CRISPR/Cas13a assisted amplification of magnetic relaxation switching sensing for accurate detection of miRNA-21 in human serum.

Development of rapid and accurate detection of miRNAs in complex samples is of great significance for potential early diagnosis of disease. Herein, we report a magnetic relaxation switching (MRS)-based strategy for direct detection of miRNAs in complex samples via the assistance of signal amplification system of CRISPR/Cas13a which has the ability to specifically recognize target RNA. In the designed strategy, 30 nm-magnetic nanoparticles (MB) and 1000 nm-magnetic particles (MM) linked by single-strand RNA complexes (MB-RNA- MM) were employed as signal probe.

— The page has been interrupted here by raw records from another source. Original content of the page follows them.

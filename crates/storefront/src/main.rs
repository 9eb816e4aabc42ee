//! # Storefront
//!
//! Incrementally built product pages with an add-to-cart flow, on top of the page framework.
//!
//! ## 🚀 Core Components
//!
//! - **[page_framework]**: The generic [`PageActor`](page_framework::PageActor) that decides when a page is built, served stale, or rebuilt.
//! - **[model]**: Pure data structures ([`Product`], [`ContentDocument`], [`PageViewModel`]).
//! - **[page]**: The [`PageEntity`](page_framework::PageEntity) implementation that merges catalog and content.
//! - **[cart]**: The [`CartController`] driving the add-to-cart notification.
//! - **[lifecycle]**: The [`Storefront`] system that wires everything together.
//!
//! ## 📚 Commands
//!
//! ```text
//! storefront [--config storefront.toml] paths        # every prebuilt product path
//! storefront [--config storefront.toml] render <id>  # status, title and HTML of one page
//! storefront demo                                     # in-memory walkthrough
//! ```

use anyhow::Context;
use clap::{Parser, Subcommand};
use page_framework::tracing::setup_tracing;
use std::path::{Path, PathBuf};
use std::sync::Arc;
use std::time::Duration;
use storefront::cart::{CartController, MemoryCart, TracingToaster};
use storefront::catalog::Catalog;
use storefront::config::{StorefrontConfig, CONFIG_FILE};
use storefront::content::MemoryContentSource;
use storefront::lifecycle::Storefront;
use storefront::model::{ContentDocument, PageViewModel, Product};
use storefront::route::PREFIX;
use tracing::{info, warn, Instrument};

#[derive(Debug, Parser)]
#[command(name = "storefront", version, about = "Product pages and cart for a static storefront")]
struct Cli {
    /// Path to the config file.
    #[arg(short, long, default_value = CONFIG_FILE)]
    config: PathBuf,

    #[command(subcommand)]
    command: Command,
}

#[derive(Debug, Subcommand)]
enum Command {
    /// List the product paths built ahead of time.
    Paths,
    /// Build and print one product page.
    Render { id: String },
    /// Run an in-memory walkthrough of page resolution and the cart flow.
    Demo,
}

#[tokio::main]
async fn main() -> anyhow::Result<()> {
    // Setup tracing once for the entire application
    setup_tracing();

    let cli = Cli::parse();
    match cli.command {
        Command::Paths => paths(&load_config(&cli.config)?).await,
        Command::Render { id } => render(&load_config(&cli.config)?, &id).await,
        Command::Demo => demo().await,
    }
}

fn load_config(path: &Path) -> anyhow::Result<StorefrontConfig> {
    if !path.exists() && path.as_os_str() == CONFIG_FILE {
        warn!(path = %path.display(), "Config file not found, using defaults");
        return Ok(StorefrontConfig::default());
    }
    StorefrontConfig::load(path).with_context(|| format!("loading {}", path.display()))
}

async fn paths(config: &StorefrontConfig) -> anyhow::Result<()> {
    let storefront = Storefront::from_config(config).context("starting storefront")?;

    for id in storefront.pages.sorted_paths().await? {
        println!("{PREFIX}{id}");
    }

    storefront.shutdown().await;
    Ok(())
}

async fn render(config: &StorefrontConfig, id: &str) -> anyhow::Result<()> {
    let storefront = Storefront::from_config(config).context("starting storefront")?;

    let built = storefront.pages.prebuild().await?;
    info!(built, "Pages prebuilt");

    let response = storefront
        .handle("GET", &format!("{PREFIX}{id}"))
        .await?;
    println!("{} {}", response.status, response.title);
    println!();
    print!("{}", response.body);

    storefront.shutdown().await;
    Ok(())
}

async fn demo() -> anyhow::Result<()> {
    info!("Starting storefront demo");

    let catalog = Catalog::from_products(vec![
        Product::new("sku-1", "Mug", 1200, "usd").with_image("/img/mug.png"),
        Product::new("sku-2", "Tote", 2400, "eur"),
    ])?;
    let content = Arc::new(MemoryContentSource::new().with_document(
        "sku-1.md",
        ContentDocument::new("sku-1", "A sturdy **stoneware** mug."),
    ));
    let cart = Arc::new(MemoryCart::with_count(2));

    let config = StorefrontConfig::default();
    let storefront = Storefront::new(catalog, content, cart.clone(), &config);

    // Page resolution: fallback first, then the built page, then a miss
    let span = tracing::info_span!("page_resolution");
    async {
        let first = storefront.handle("GET", "/products/sku-1").await?;
        info!(status = first.status, title = %first.title, "First request");

        storefront.pages.page_blocking("sku-1".into()).await?;
        let second = storefront.handle("GET", "/products/sku-1").await?;
        info!(status = second.status, title = %second.title, "Second request");

        let missing = storefront.handle("GET", "/products/sku-404").await?;
        info!(status = missing.status, "Unknown product");
        anyhow::Ok(())
    }
    .instrument(span)
    .await?;

    // Cart flow: the cart holds 2 items, add 3 more
    let span = tracing::info_span!("add_to_cart");
    async {
        let page: PageViewModel = storefront
            .pages
            .page_blocking("sku-1".into())
            .await?
            .into_page()
            .context("sku-1 should be ready")?;

        let mut controller =
            CartController::mount(page.product, cart.clone(), Arc::new(TracingToaster::new()))
                .with_add_timeout(Some(Duration::from_secs(5)));
        controller.increment_quantity();
        controller.increment_quantity();

        let request = controller.submit_add().await?;
        let state = controller.next_change().await?;
        info!(%request, ?state, count = cart.count(), "Add finished");
        controller.leave();
        anyhow::Ok(())
    }
    .instrument(span)
    .await?;

    storefront.shutdown().await;
    info!("Demo completed successfully");
    Ok(())
}
//! Markdown documents on disk.
//!
//! A document is a markdown file, optionally preceded by TOML front matter:
//!
//! ```text
//! +++
//! unique_id = "sku-1"
//! +++
//! A sturdy **stoneware** mug.
//! ```
//!
//! Without front matter (or without a `unique_id` key) the file stem is the id.

use super::{ContentError, ContentSource};
use crate::model::{ContentDocument, RichText};
use async_trait::async_trait;
use serde::Deserialize;
use std::io::ErrorKind;
use std::path::{Component, Path, PathBuf};
use tracing::debug;

const DELIMITER: &str = "+++";

#[derive(Debug, Default, Deserialize)]
#[serde(default)]
struct FrontMatter {
    unique_id: Option<String>,
}

/// Reads content documents from files under `root`.
#[derive(Debug, Clone)]
pub struct FsContentSource {
    root: PathBuf,
}

impl FsContentSource {
    pub fn new(root: impl Into<PathBuf>) -> Self {
        Self { root: root.into() }
    }

    pub fn root(&self) -> &Path {
        &self.root
    }
}

#[async_trait]
impl ContentSource for FsContentSource {
    async fn fetch(&self, relative_path: &str) -> Result<ContentDocument, ContentError> {
        let relative = validate_path(relative_path)?;
        let full = self.root.join(relative);
        debug!(path = %full.display(), "Reading content document");

        let text = tokio::fs::read_to_string(&full)
            .await
            .map_err(|e| match e.kind() {
                ErrorKind::NotFound => ContentError::Missing(relative_path.to_string()),
                _ => ContentError::Unavailable(e),
            })?;

        parse_document(relative, &text)
    }
}

/// Accepts only plain relative `.md` paths that stay inside the content root.
fn validate_path(relative_path: &str) -> Result<&Path, ContentError> {
    let path = Path::new(relative_path);
    let inside_root = path
        .components()
        .all(|component| matches!(component, Component::Normal(_)));
    let is_markdown = path.extension().is_some_and(|ext| ext == "md");

    if relative_path.is_empty() || !inside_root || !is_markdown {
        return Err(ContentError::InvalidPath(relative_path.to_string()));
    }
    Ok(path)
}

fn parse_document(path: &Path, text: &str) -> Result<ContentDocument, ContentError> {
    let malformed = |reason: String| ContentError::Malformed {
        path: path.display().to_string(),
        reason,
    };

    let (front, body) = split_front_matter(text).map_err(|reason| malformed(reason.into()))?;
    let front: FrontMatter = match front {
        Some(raw) => toml::from_str(raw).map_err(|e| malformed(e.to_string()))?,
        None => FrontMatter::default(),
    };

    let unique_id = match front.unique_id {
        Some(id) => id,
        None => path
            .file_stem()
            .map(|stem| stem.to_string_lossy().into_owned())
            .ok_or_else(|| malformed("no file stem".into()))?,
    };

    Ok(ContentDocument {
        unique_id,
        description: RichText::new(body.trim_start_matches(['\r', '\n'])),
    })
}

/// Splits `+++`-delimited front matter from the body.
fn split_front_matter(text: &str) -> Result<(Option<&str>, &str), &'static str> {
    let first_line_end = text.find('\n').map_or(text.len(), |i| i + 1);
    if text[..first_line_end].trim_end() != DELIMITER {
        return Ok((None, text));
    }

    let rest = &text[first_line_end..];
    let mut offset = 0;
    for line in rest.split_inclusive('\n') {
        if line.trim_end() == DELIMITER {
            return Ok((Some(&rest[..offset]), &rest[offset + line.len()..]));
        }
        offset += line.len();
    }
    Err("unterminated front matter")
}
//! # System Lifecycle & Orchestration
//!
//! This module starts, wires and shuts down the storefront.
//!
//! ## The Storefront Pattern
//!
//! [`Storefront`] owns the one actor of the system, the page actor, together with the
//! collaborators it was wired with:
//!
//! ```rust,ignore
//! impl Storefront {
//!     pub fn new(catalog, content, cart, config) -> Self {
//!         // 1. Build the context the pages are materialized from
//!         let context = PageContext::new(catalog, content).with_failure_policy(..);
//!
//!         // 2. Create the actor, inject the context at run time
//!         let (actor, client) = page::new(config.pages.actor_config());
//!         let handle = tokio::spawn(actor.run(context));
//!
//!         Self { pages: PageService::new(client), cart, handle, .. }
//!     }
//! }
//! ```
//!
//! ## Graceful Shutdown
//!
//! 1. **Drop the page client** - closes the sender side of the channel
//! 2. **Actor detects closure** - `receiver.recv()` returns `None`
//! 3. **Await completion** - in-flight page builds are abandoned
//!
//! Clones of [`PageService`](crate::clients::PageService) handed out to callers keep the
//! actor alive; drop them before calling [`Storefront::shutdown`].
//!
//! ## Observability
//!
//! Logging is initialized once by the binary through
//! [`page_framework::tracing::setup_tracing`]; `RUST_LOG` selects the level.

pub mod storefront;

pub use storefront::*;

After the target miRNAs (taking miR-21 as model) recognition by CRISPR/Cas13a system, the resulted trans-cleavage degrades the MB-RNA-MM, releasing MB which caused transverse relaxation time (T) signal change. The combination of CRISPR/Cas13a assisted signal amplification and the MRS assay achieved direct detection of miR-21 in the serum sample without extracting within 60min, with a detection limit of 0.22 pM. Moreover, the detection accuracy is confirmed by performing the detection of miR-21 using qRT-PCR. The CRISPR/Cas13a system assisted MRS assay successfully achieved accurate, simple, and rapid detection of miRNAs in complex samples, showing great potential for detection miRNAs in potential clinical applications.